Illustration showing NHS integration

NHS integration

Integrated care has captured the imagination of professionals across health and social care but there are many different interpretations about what it actually means. Some focus on organisational integration (for example, merging community and acute services or health and social care), some on pooling budgets between health and social care, while others focus on pathway based change.

Most importantly, we must focus on what matters to patients. This may seem obvious, but the NHS too often revolves care around buildings or historical practice, not people. National Voices, the coalition of health and social care charities, illustrated this in a paper: “People want coordination. Not necessarily [organisational] integration. People want care. Where it comes from is secondary.”

This means “no big gaps” in care; patients should be able to say, “I was always kept informed” and “professionals involved with me talked to each other”. It requires coordination (“I always knew the main person in charge of my care”), shared knowledge of the patient and their condition (“not needing to repeat information constantly”), accurate information at the right time (“I could see my health and social care record at any time to check what was going on”) and shared decision making and care planning (“I was as involved in discussions and decisions about my care as I wanted to be”).

There are many barriers that frustrate attempts to deliver coordinated care, including perverse incentives, poor exchange of information, organisational boundaries and professional autonomy. Most of these would come as a surprise to patients who, rightly, see the NHS as a single organisation.

In London we have invested in three large-scale pilots to pursue integrated care. One - the inner north west London integrated care pilot - has seen some early success by enrolling 30,000 frail older patients and 15,000 with diabetes across 93 practices. These pilots have shown us that delivering integrated care means putting seven core components in place:

  • a patient registry combining data from all care settings;
  • risk stratification of patients based on the registry;
  • shared and standard clinical protocols agreed by all providers;
  • care plans developed with the selected patients;
  • explicit agreement of the role of each provider in the proactive delivery of care;
  • regular case conferences with all professionals interacting with a defined group of patients to discuss difficult cases;
  • regular clinical audit and performance reviews to ensure consistent high quality care is delivered.

Our experience shows five key enablers must be in place so the NHS can work as one system to support the rollout of these components.

First, as always, is sorting the money. This means finding ways to cover the incremental costs of coordination so no provider is disadvantaged, and providing incentives to providers linked to the wider benefits for the whole integrating care system.

Second, all clinicians need easy access to patient data across care settings and organisations; this may require new systems.

Third, governance arrangements must be in place to allow the flow of patient information, substantial resources, joint decision making and to hold providers to account.

Fourth, there must be a real shift in the behaviour of those delivering care that is centred on an integrated approach to patient care and quality.

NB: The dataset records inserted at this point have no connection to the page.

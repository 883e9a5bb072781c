//! Audit trail for processed notifications
//!
//! Every processed event leaves a content fingerprint and the list of
//! pipeline states it passed through, stored on its notification log.

use crate::error::GatekeeperError;
use crate::models::NotificationLog;
use crate::Result;
use chrono::{DateTime, Utc};
use serde::{Deserialize, Serialize};
use sha2::{Digest, Sha256};
use std::io::Write;
use uuid::Uuid;

#[derive(Debug, Clone, Copy, Serialize, Deserialize, PartialEq, Eq)]
#[serde(rename_all = "SCREAMING_SNAKE_CASE")]
pub enum PipelineState {
    Received,
    Classified,
    TrustChecked,
    RiskBlocked,
    Extracted,
    Applied,
    Logged,
}

impl PipelineState {
    fn can_transition_to(self, next: PipelineState) -> bool {
        use PipelineState::*;
        matches!(
            (self, next),
            (Received, Classified)
                | (Classified, TrustChecked)
                | (Classified, RiskBlocked)
                | (Classified, Extracted)
                | (Classified, Logged)
                | (TrustChecked, Extracted)
                | (RiskBlocked, Logged)
                | (Extracted, Applied)
                | (Extracted, Logged)
                | (Applied, Logged)
        )
    }
}

#[derive(Debug, Clone, Serialize, Deserialize, PartialEq)]
pub struct TraceStep {
    pub state: PipelineState,
    pub at: DateTime<Utc>,
    pub note: String,
}

/// Ordered record of the states one event went through.
#[derive(Debug, Clone, Serialize, Deserialize, PartialEq)]
pub struct PipelineTrace {
    pub log_id: Uuid,
    pub steps: Vec<TraceStep>,
}

impl PipelineTrace {
    pub fn start(log_id: Uuid, note: impl Into<String>) -> Self {
        Self {
            log_id,
            steps: vec![TraceStep {
                state: PipelineState::Received,
                at: Utc::now(),
                note: note.into(),
            }],
        }
    }

    pub fn current(&self) -> PipelineState {
        self.steps
            .last()
            .map(|s| s.state)
            .unwrap_or(PipelineState::Received)
    }

    pub fn states(&self) -> Vec<PipelineState> {
        self.steps.iter().map(|s| s.state).collect()
    }

    pub fn advance(&mut self, next: PipelineState, note: impl Into<String>) -> Result<()> {
        let current = self.current();
        if !current.can_transition_to(next) {
            return Err(GatekeeperError::Validation(format!(
                "illegal pipeline transition {:?} -> {:?}",
                current, next
            )));
        }

        self.steps.push(TraceStep {
            state: next,
            at: Utc::now(),
            note: note.into(),
        });
        Ok(())
    }

    pub fn is_terminal(&self) -> bool {
        self.current() == PipelineState::Logged
    }

    /// Compact JSON, stored in the log's `action_log` column.
    pub fn to_action_log(&self) -> Result<String> {
        Ok(serde_json::to_string(self)?)
    }
}

#[derive(Serialize)]
struct ContentFingerprint<'a> {
    source_app: &'a str,
    title: &'a str,
    content: &'a str,
}

/// SHA-256 over source, title and content. Identical notifications share a
/// hash, which makes reprocessed duplicates visible in the log.
pub fn compute_content_hash(source_app: &str, title: &str, content: &str) -> String {
    let mut hasher = Sha256::new();

    let fingerprint = ContentFingerprint {
        source_app,
        title,
        content,
    };

    // Stream JSON directly into hasher (no intermediate String)
    if serde_json::to_writer(&mut HashWriter(&mut hasher), &fingerprint).is_err() {
        return String::new();
    }

    hex::encode(hasher.finalize())
}

/// Check a stored log still matches its fingerprint.
pub fn verify_integrity(log: &NotificationLog) -> bool {
    compute_content_hash(&log.source_app, &log.title, &log.raw_content) == log.content_hash
}

/// Adapter to allow writing into Sha256 via std::io::Write
struct HashWriter<'a, H: Digest>(&'a mut H);

impl<'a, H: Digest> Write for HashWriter<'a, H> {
    fn write(&mut self, buf: &[u8]) -> std::io::Result<usize> {
        self.0.update(buf);
        Ok(buf.len())
    }

    fn flush(&mut self) -> std::io::Result<()> {
        Ok(())
    }
}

Finally, there must be an active partnership with patients.

We know we have not yet fully cracked this. Even in inner north west London, where great progress has been made, there are many areas that need further development. As well as studying the changes being implemented in London, we are learning from others in the UK and abroad and we want to share our experience.  

Major effort is needed to deliver effective integrated care and overcome national, local and individual barriers. Integrated care should be developed at sufficient scale so all partners can engage and transformational impact in the local health economy can be achieved.

A coalition of leaders willing to drive these changes must be developed and supported, and risks must be taken - including investing resources upfront to create, develop and implement a better care delivery system. Only then will we truly give patients the control and coordination they rightly expect.

Hannah Farrar is director of commissioning at NHS London.